For each tier: document the authorized user list, write the effect statement ("when triggered: agent X stops, B continues, in-flight work is checkpointed"), build the non-engineer interface, and test it before launch. An untested kill switch is a kill switch you will not trust during an incident.
Add automated circuit breakers on top: per-run cost cap (automatically pauses the session when cost exceeds the threshold), tool-call failure rate (automatically pauses when a tool fails more than N consecutive times), and turn-count limit (automatically pauses when a session exceeds M turns without completion).
The smell of it going wrong
The only off-button is "deploy a code change." This means every incident that requires stopping an agent requires a deployment. Deployments under incident pressure are where bugs get introduced. If your kill switch requires a deployment, your kill switch is not a kill switch.
Kill switches exist but are not accessible to support staff during an incident. The switch lives in a Kubernetes dashboard that only engineers can access. An incident at 3am involves a support person who cannot trigger the switch and an engineer who is being woken up for a task that should not require engineering access.
Triggering a kill switch loses in-flight work because there is no checkpoint integration. The switch kills the process; the agent was in the middle of turn 7 of a 10-turn task; the user lost all progress. They experience this as the product deleting their work.
The kill switch's effect is not written down. The on-call engineer triggers the global switch and is not sure whether it affects background batch jobs or only interactive sessions. They guess wrong and take down a batch job that was not related to the incident.
A judgment call from real work
PL runs feature-flag-style controls for some content-pipeline workflows. The course-scoring pipeline has a per-run kill switch — a flag that stops new scoring runs from starting — which was added after an incident where a misconfigured scoring run kept reprocessing the same lessons in a loop for forty minutes before someone noticed the cost meter moving.
But not all workflows are covered.

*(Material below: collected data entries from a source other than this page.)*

//! Scheme dispatch for face reconstruction.

use crate::field::Field;
use crate::types::Direction;

use super::scheme::AdvectionScheme;
use super::stencil::{FaceFn, centered_2nd, centered_4th, centered_6th, upwind_3rd, upwind_5th};
use super::weno::{weno3, weno5, wenomzq3, wenoz3, wenoz5};

fn face_fn(scheme: AdvectionScheme) -> FaceFn {
    match scheme {
        AdvectionScheme::Centered2nd => centered_2nd,
        AdvectionScheme::Upwind3rd => upwind_3rd,
        AdvectionScheme::Centered4th => centered_4th,
        AdvectionScheme::Upwind5th => upwind_5th,
        AdvectionScheme::Centered6th => centered_6th,
        AdvectionScheme::Weno3 => weno3,
        AdvectionScheme::WenoZ3 => wenoz3,
        AdvectionScheme::WenoMzq3 => wenomzq3,
        AdvectionScheme::Weno5 => weno5,
        AdvectionScheme::WenoZ5 => wenoz5,
    }
}

/// Gather the `2r` cells around face `(i, j, k)` normal to `dir`.
///
/// Face `f` separates cells `f - 1` and `f`, which land in `s[2]` and
/// `s[3]`. Entries beyond radius `r` are left at zero and never read.
#[inline(always)]
fn gather(q: &Field, i: i32, j: i32, k: i32, n: usize, dir: Direction, r: usize) -> [f64; 6] {
    let (di, dj, dk) = dir.offset();
    let mut s = [0.0; 6];
    for m in (3 - r)..(3 + r) {
        let o = m as i32 - 3;
        s[m] = q[(i + o * di, j + o * dj, k + o * dk, n)];
    }
    s
}

/// Face reconstruction operator for one (horizontal, vertical) scheme pair.
///
/// The scheme is resolved into function pointers once, at construction, so
/// per-cell kernels never branch on the scheme. Vertically the stencil
/// narrows near the bottom and top of the field's valid range: a face with
/// only `r` valid cells on its shorter side uses the scheme's
/// [`reduced`](AdvectionScheme::reduced) form of radius `r`.
///
/// # Example
///
/// ```
/// use dycore_rs::advection::{AdvectionScheme, Interpolator};
/// use dycore_rs::field::Field;
/// use dycore_rs::types::{IndexBox, Staggering};
///
/// let cells = IndexBox::cells(8, 1, 8);
/// let theta = Field::filled(cells, Staggering::CellCentered, 1, [3, 3, 1], 300.0);
///
/// let interp = Interpolator::new(AdvectionScheme::Weno5, AdvectionScheme::Upwind3rd);
/// let (hi, lo) = interp.interpolate_in_x(&theta, 4, 0, 4, 0, 1.0, 1.0);
/// assert_eq!((hi, lo), (300.0, 300.0));
/// ```
#[derive(Clone, Copy, Debug)]
pub struct Interpolator {
    horizontal: FaceFn,
    h_radius: usize,
    vertical: [FaceFn; 4],
    v_radius: usize,
    h_scheme: AdvectionScheme,
    v_scheme: AdvectionScheme,
}

impl Interpolator {
    /// Resolve the reconstruction functions for the given schemes.
    pub fn new(horizontal: AdvectionScheme, vertical: AdvectionScheme) -> Self {
        let v_radius = vertical.stencil_radius();
        let vertical_table = [
            centered_2nd,
            face_fn(vertical.reduced(1)),
            face_fn(vertical.reduced(2)),
            face_fn(vertical.reduced(3)),
        ];
        Self {
            horizontal: face_fn(horizontal),
            h_radius: horizontal.stencil_radius(),
            vertical: vertical_table,
            v_radius,
            h_scheme: horizontal,
            v_scheme: vertical,
        }
    }

    /// Horizontal scheme.
    #[inline]
    pub fn horizontal_scheme(&self) -> AdvectionScheme {
        self.h_scheme
    }

    /// Vertical scheme.
    #[inline]
    pub fn vertical_scheme(&self) -> AdvectionScheme {
        self.v_scheme
    }

    /// Ghost cells a cell-centred input needs around the working region.
    ///
    /// Vertically one cell suffices because the stencil narrows at the top
    /// and bottom of the valid range.
    #[inline]
    pub fn halo(&self) -> [usize; 3] {
        [self.h_radius, self.h_radius, 1]
    }

    /// Value on the x-face `i` (between cells `i - 1` and `i`).
    #[inline]
    pub fn face_value_x(&self, q: &Field, i: i32, j: i32, k: i32, n: usize, upw: f64) -> f64 {
        (self.horizontal)(&gather(q, i, j, k, n, Direction::X, self.h_radius), upw)
    }

    /// Value on the y-face `j` (between cells `j - 1` and `j`).
    #[inline]
    pub fn face_value_y(&self, q: &Field, i: i32, j: i32, k: i32, n: usize, upw: f64) -> f64 {
        (self.horizontal)(&gather(q, i, j, k, n, Direction::Y, self.h_radius), upw)
    }

    /// Value on the z-face `k` (between cells `k - 1` and `k`).
    #[inline]
    pub fn face_value_z(&self, q: &Field, i: i32, j: i32, k: i32, n: usize, upw: f64) -> f64 {
        let vb = q.valid_box();
        let avail = (k - vb.lo[2]).min(vb.hi[2] + 1 - k).max(1) as usize;
        let idx = avail.min(3);
        let r = idx.min(self.v_radius);
        (self.vertical[idx])(&gather(q, i, j, k, n, Direction::Z, r), upw)
    }

    /// High and low x-face values of cell `(i, j, k)`.
    ///
    /// `upw_hi` and `upw_lo` are the mass fluxes through those faces.
    #[inline]
    pub fn interpolate_in_x(
        &self,
        q: &Field,
        i: i32,
        j: i32,
        k: i32,
        n: usize,
        upw_hi: f64,
        upw_lo: f64,
    ) -> (f64, f64) {
        (
            self.face_value_x(q, i + 1, j, k, n, upw_hi),
            self.face_value_x(q, i, j, k, n, upw_lo),
        )
    }

    /// High and low y-face values of cell `(i, j, k)`.
    #[inline]
    pub fn interpolate_in_y(
        &self,
        q: &Field,
        i: i32,
        j: i32,
        k: i32,
        n: usize,
        upw_hi: f64,
        upw_lo: f64,
    ) -> (f64, f64) {
        (
            self.face_value_y(q, i, j + 1, k, n, upw_hi),
            self.face_value_y(q, i, j, k, n, upw_lo),
        )
    }

    /// Top z-face value of cell `(i, j, k)`.
    #[inline]
    pub fn interpolate_in_z_hi(&self, q: &Field, i: i32, j: i32, k: i32, n: usize, upw: f64) -> f64 {
        self.face_value_z(q, i, j, k + 1, n, upw)
    }

    /// Bottom z-face value of cell `(i, j, k)`.
    #[inline]
    pub fn interpolate_in_z_lo(&self, q: &Field, i: i32, j: i32, k: i32, n: usize, upw: f64) -> f64 {
        self.face_value_z(q, i, j, k, n, upw)
    }
}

The lesson-enrichment workflow, which uses a more complex multi-step agent, does not yet have a tiered kill switch. Stopping it requires a deploy or direct database intervention to clear the queue. That gap has been documented as a launch-blocker for the next feature that depends on that workflow.
The prioritization rule that emerged from this situation: any workflow that can run without direct user interaction — batch jobs, background enrichment, scheduled scoring — gets a kill switch before launch. Interactive user-facing workflows get a kill switch before launch as well, but the urgency is slightly lower because user complaints are the natural circuit breaker. A batch job can run overnight unnoticed; an interactive workflow tends to surface problems faster.

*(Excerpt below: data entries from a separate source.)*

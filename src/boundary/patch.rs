//! Time interpolation of coarse-level data into fine-level ghost cells.
//!
//! A coarse level advances by `dt_crse` while the fine level takes several
//! shorter steps. Between the two coarse snapshots the fine ghost cells are
//! filled with
//!
//! ```text
//! q(t) = (1 − f) q_old + f q_new,    f = (t − t0) / (t1 − t0)
//! ```
//!
//! Snapshots are expected on the fine index space already; spatial
//! refinement is left to the caller.

use crate::error::{ConfigError, Result, SolverError};
use crate::field::Field;
use crate::state::StateVector;
use crate::types::IndexBox;

use super::{BoundaryFill, FAST_CONS_COMPONENTS};

/// Slack on the coarse time bracket.
const TIME_EPS: f64 = f32::EPSILON as f64;

#[derive(Clone, Debug)]
struct Snapshots {
    old: StateVector,
    new: StateVector,
    t0: f64,
    t1: f64,
}

/// Fills ghost cells by linear interpolation between two coarse snapshots.
#[derive(Clone, Debug, Default)]
pub struct PatchTimeInterpolator {
    data: Option<Snapshots>,
}

impl PatchTimeInterpolator {
    pub fn new() -> Self {
        Self::default()
    }

    /// Register the coarse state at the start and end of a coarse step.
    pub fn register_coarse_data(&mut self, old: StateVector, t0: f64, new: StateVector, t1: f64) -> Result<()> {
        if !(t1 > t0) {
            return Err(ConfigError::invalid("coarse time step", t1 - t0, "must be positive").into());
        }
        if old.cells() != new.cells() || old.ncons() != new.ncons() || old.nghost() != new.nghost() {
            return Err(SolverError::shape_mismatch(
                "coarse snapshot",
                format!("{} x{}", old.cells(), old.ncons()),
                format!("{} x{}", new.cells(), new.ncons()),
            ));
        }
        self.data = Some(Snapshots { old, new, t0, t1 });
        Ok(())
    }

    /// Time bracket of the registered data, if any.
    pub fn bracket(&self) -> Option<(f64, f64)> {
        self.data.as_ref().map(|d| (d.t0, d.t1))
    }

    /// Weights `(fac_old, fac_new)` for `time`.
    pub fn weights(&self, time: f64) -> Result<(f64, f64)> {
        let data = self.data.as_ref().ok_or(SolverError::MissingCoarseData)?;
        if time < data.t0 - TIME_EPS || time > data.t1 + TIME_EPS {
            return Err(SolverError::TimeOutOfBracket {
                time,
                lo: data.t0,
                hi: data.t1,
            });
        }
        let fac_new = (time - data.t0) / (data.t1 - data.t0);
        Ok((1.0 - fac_new, fac_new))
    }

    fn fill_ghosts(target: &mut Field, old: &Field, new: &Field, comps: std::ops::Range<usize>, w: (f64, f64)) -> Result<()> {
        if !target.same_layout(old) {
            return Err(SolverError::shape_mismatch(
                "fine state",
                format!("{} {}", old.location(), old.grown_box()),
                format!("{} {}", target.location(), target.grown_box()),
            ));
        }
        let valid = target.valid_box();
        let grown = target.grown_box();
        target.for_each_mut(&grown, comps, |i, j, k, n, v| {
            if !valid.contains(i, j, k) {
                *v = w.0 * old[(i, j, k, n)] + w.1 * new[(i, j, k, n)];
            }
        });
        Ok(())
    }

    /// Interpolate the full region of one snapshot field pair into `region` of
    /// `target`, including valid cells.
    pub fn fill_region(&self, target: &mut Field, region: &IndexBox, time: f64, comp: usize) -> Result<()> {
        let w = self.weights(time)?;
        let data = self.data.as_ref().ok_or(SolverError::MissingCoarseData)?;
        let (old, new) = (&data.old.cons, &data.new.cons);
        old.ensure_contains(region, "coarse data")?;
        target.ensure_contains(region, "fine data")?;
        target.for_each_mut(region, comp..comp + 1, |i, j, k, n, v| {
            *v = w.0 * old[(i, j, k, n)] + w.1 * new[(i, j, k, n)];
        });
        Ok(())
    }
}

impl BoundaryFill for PatchTimeInterpolator {
    fn fill(&mut self, state: &mut StateVector, time: f64, fast_only: bool) -> Result<()> {
        let w = self.weights(time)?;
        let data = self.data.as_ref().ok_or(SolverError::MissingCoarseData)?;
        let comps = if fast_only {
            FAST_CONS_COMPONENTS
        } else {
            0..state.ncons()
        };
        Self::fill_ghosts(&mut state.cons, &data.old.cons, &data.new.cons, comps, w)?;
        Self::fill_ghosts(&mut state.xmom, &data.old.xmom, &data.new.xmom, 0..1, w)?;
        Self::fill_ghosts(&mut state.ymom, &data.old.ymom, &data.new.ymom, 0..1, w)?;
        Self::fill_ghosts(&mut state.zmom, &data.old.zmom, &data.new.zmom, 0..1, w)?;
        Ok(())
    }

    fn name(&self) -> &'static str {
        "coarse-fine time interpolation"
    }
}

Kill switches stop damage in progress. The next lesson — recovery and checkpoints — covers what happens after the switch is thrown: how to resume the work that was paused without losing the progress made before the incident. The two disciplines are designed together; a kill switch without checkpoint integration is a switch that loses user work.
Rules from this lesson
- Kill switches are designed before the first incident; a kill switch designed during an incident is a deployment, not a switch.
- Tiered scope — global, feature, user, instance — covers the common cases without requiring overly blunt interventions.

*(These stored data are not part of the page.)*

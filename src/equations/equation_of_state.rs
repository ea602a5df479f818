//! Equation of state for dry and moist air.
//!
//! Maps among density ρ, potential temperature θ, pressure p, temperature T
//! and the Exner function π. All functions are pure and allocation-free so
//! they can be called from inside per-cell kernels.
//!
//! # Relations
//!
//! ```text
//! p = p₀ (R_d ρθ / p₀)^γ
//! π = (p / p₀)^(R_d / c_p)
//! T = p / (R_d ρ)
//! ```
//!
//! The conserved variable is the product ρθ, so the pressure depends on a
//! single field and the acoustic tendencies never need θ separately.
//!
//! # Example
//!
//! ```
//! use dycore_rs::equations::{pressure_given_rhotheta, rhotheta_given_pressure};
//!
//! let p = pressure_given_rhotheta(1.2 * 300.0);
//! let rt = rhotheta_given_pressure(p);
//! assert!((rt / 1.2 - 300.0).abs() < 1e-9);
//! ```

use serde::{Deserialize, Serialize};

use crate::constants::{
    C_P_D, C_P_V, GAMMA, INV_GAMMA, INV_P_0, INV_R_D, P_0, R_D, R_V,
};

/// Treatment of water vapour in the pressure diagnosis.
#[derive(Clone, Copy, Debug, Default, PartialEq, Eq, Serialize, Deserialize)]
#[serde(rename_all = "snake_case")]
pub enum MoistureModel {
    /// Dry air only; the vapour mixing ratio is ignored.
    #[default]
    Dry,
    /// Moist air with vapour-modified gas constant and heat capacity.
    Moist,
    /// Warm-rain model without precipitation (virtual potential temperature).
    WarmNoPrecip,
}

/// Temperature from density and ρθ.
#[inline]
pub fn temperature_given_rho_rhotheta(rho: f64, rhotheta: f64) -> f64 {
    let p = P_0 * (R_D * rhotheta * INV_P_0).powf(GAMMA);
    p / (R_D * rho)
}

/// Potential temperature from density and temperature.
#[inline]
pub fn theta_given_rho_temperature(rho: f64, temperature: f64, rd_over_cp: f64) -> f64 {
    let p = rho * R_D * temperature;
    temperature * (P_0 / p).powf(rd_over_cp)
}

/// Pressure from ρθ for dry air.
#[inline]
pub fn pressure_given_rhotheta(rhotheta: f64) -> f64 {
    P_0 * (R_D * rhotheta * INV_P_0).powf(GAMMA)
}

/// Pressure from ρθ and the vapour mixing ratio `qv`.
///
/// For [`MoistureModel::Dry`] this is identical to
/// [`pressure_given_rhotheta`].
#[inline]
pub fn pressure_given_rhotheta_moist(rhotheta: f64, qv: f64, model: MoistureModel) -> f64 {
    match model {
        MoistureModel::Dry => pressure_given_rhotheta(rhotheta),
        MoistureModel::Moist => {
            let r_t = R_D + qv * R_V;
            let cp_t = C_P_D + qv * C_P_V;
            let gamma_t = cp_t / (cp_t - r_t);
            let rhotheta_t = rhotheta * (1.0 + qv);
            P_0 * (r_t * rhotheta_t * INV_P_0).powf(gamma_t)
        }
        MoistureModel::WarmNoPrecip => {
            let rhotheta_t = rhotheta * (1.0 + (R_V / R_D) * qv);
            P_0 * (R_D * rhotheta_t * INV_P_0).powf(GAMMA)
        }
    }
}

/// Density from potential temperature and pressure.
#[inline]
pub fn rho_given_theta_pressure(theta: f64, p: f64, rd_over_cp: f64) -> f64 {
    P_0.powf(rd_over_cp) * p.powf(INV_GAMMA) / (R_D * theta)
}

/// ∂p/∂ρ at constant θ (squared sound speed).
#[inline]
pub fn dpdrho_given_constant_theta(rho: f64, theta: f64) -> f64 {
    GAMMA * P_0 * (R_D * theta * INV_P_0).powf(GAMMA) * rho.powf(GAMMA - 1.0)
}

/// Exner function from pressure.
#[inline]
pub fn exner_given_pressure(p: f64, rd_over_cp: f64) -> f64 {
    (p * INV_P_0).powf(rd_over_cp)
}

/// Exner function from ρθ.
#[inline]
pub fn exner_given_rhotheta(rhotheta: f64, rd_over_cp: f64) -> f64 {
    (R_D * rhotheta * INV_P_0).powf(GAMMA * rd_over_cp)
}

/// ρθ from pressure; inverse of [`pressure_given_rhotheta`].
#[inline]
pub fn rhotheta_given_pressure(p: f64) -> f64 {
    (p * P_0.powf(GAMMA - 1.0)).powf(INV_GAMMA) * INV_R_D
}

/// Equation-of-state calculator bound to a heat capacity and moisture model.
///
/// Thin wrapper around the free functions for callers that carry the
/// configured `c_p` around instead of passing `R_d / c_p` explicitly.
#[derive(Clone, Copy, Debug, PartialEq)]
pub struct EquationOfState {
    /// R_d / c_p
    pub rd_over_cp: f64,
    /// Moisture treatment for pressure diagnosis
    pub moisture: MoistureModel,
}

impl Default for EquationOfState {
    fn default() -> Self {
        Self::new()
    }
}

impl EquationOfState {
    /// Dry air with the standard heat capacity.
    pub fn new() -> Self {
        Self {
            rd_over_cp: R_D / C_P_D,
            moisture: MoistureModel::Dry,
        }
    }

    /// Create with a custom c_p and moisture model.
    pub fn with_params(c_p: f64, moisture: MoistureModel) -> Self {
        Self {
            rd_over_cp: R_D / c_p,
            moisture,
        }
    }

    /// Pressure from ρθ and vapour mixing ratio.
    #[inline]
    pub fn pressure(&self, rhotheta: f64, qv: f64) -> f64 {
        pressure_given_rhotheta_moist(rhotheta, qv, self.moisture)
    }

    /// Exner function from ρθ.
    #[inline]
    pub fn exner(&self, rhotheta: f64) -> f64 {
        exner_given_rhotheta(rhotheta, self.rd_over_cp)
    }

    /// Density from θ and p.
    #[inline]
    pub fn density(&self, theta: f64, p: f64) -> f64 {
        rho_given_theta_pressure(theta, p, self.rd_over_cp)
    }

    /// Sound speed √(∂p/∂ρ)|θ.
    #[inline]
    pub fn sound_speed(&self, rho: f64, theta: f64) -> f64 {
        dpdrho_given_constant_theta(rho, theta).sqrt()
    }
}

#[cfg(test)]
mod tests {
    use super::*;

    const RHO: f64 = 1.2;
    const THETA: f64 = 300.0;

    #[test]
    fn test_pressure_round_trip() {
        let p = pressure_given_rhotheta(RHO * THETA);
        let theta = rhotheta_given_pressure(p) / RHO;
        assert!(((theta - THETA) / THETA).abs() < 1e-10);
    }

    #[test]
    fn test_pressure_near_surface_value() {
        // ρθ = 360 kg K/m³ is close to a standard surface state
        let p = pressure_given_rhotheta(RHO * THETA);
        assert!(p > 0.9e5 && p < 1.2e5, "p = {}", p);
    }

    #[test]
    fn test_temperature_theta_consistency() {
        let eos = EquationOfState::new();
        let t = temperature_given_rho_rhotheta(RHO, RHO * THETA);
        let theta = theta_given_rho_temperature(RHO, t, eos.rd_over_cp);
        assert!((theta - THETA).abs() < 1e-8);
    }

    #[test]
    fn test_exner_forms_agree() {
        let rd_over_cp = R_D / C_P_D;
        let p = pressure_given_rhotheta(RHO * THETA);
        let pi_p = exner_given_pressure(p, rd_over_cp);
        let pi_rt = exner_given_rhotheta(RHO * THETA, rd_over_cp);
        assert!((pi_p - pi_rt).abs() < 1e-12);
    }

    #[test]
    fn test_density_given_theta_pressure() {
        let rd_over_cp = R_D / C_P_D;
        let p = pressure_given_rhotheta(RHO * THETA);
        let rho = rho_given_theta_pressure(THETA, p, rd_over_cp);
        assert!((rho - RHO).abs() < 1e-10);
    }

    #[test]
    fn test_sound_speed() {
        let eos = EquationOfState::new();
        let c = eos.sound_speed(RHO, THETA);
        // Adiabatic sound speed for near-surface air
        assert!(c > 330.0 && c < 360.0, "c = {}", c);

        // Finite-difference check of ∂p/∂ρ at constant θ
        let drho = 1e-6;
        let dp = pressure_given_rhotheta((RHO + drho) * THETA)
            - pressure_given_rhotheta((RHO - drho) * THETA);
        let fd = dp / (2.0 * drho);
        assert!((fd - c * c).abs() / fd < 1e-6);
    }

    #[test]
    fn test_dry_models_match() {
        let p_dry = pressure_given_rhotheta(RHO * THETA);
        let p_moist = pressure_given_rhotheta_moist(RHO * THETA, 0.0, MoistureModel::Moist);
        let p_warm = pressure_given_rhotheta_moist(RHO * THETA, 0.0, MoistureModel::WarmNoPrecip);
        assert!((p_dry - p_moist).abs() < 1e-8);
        assert!((p_dry - p_warm).abs() < 1e-8);
    }

    #[test]
    fn test_vapour_raises_pressure() {
        let p_dry = pressure_given_rhotheta(RHO * THETA);
        let p_moist = pressure_given_rhotheta_moist(RHO * THETA, 0.01, MoistureModel::Moist);
        let p_warm = pressure_given_rhotheta_moist(RHO * THETA, 0.01, MoistureModel::WarmNoPrecip);
        assert!(p_moist > p_dry);
        assert!(p_warm > p_dry);
    }
}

- Non-engineers must be able to trigger the switches they are authorized for; terminal access is not a support tool.
- Test every kill switch before launch; an untested switch is one you will not trust when you need it.
- Automated circuit breakers complement manual kill switches; design both — circuit breakers for cost cap and tool-failure rate, manual switches for the cases the circuit breaker does not anticipate.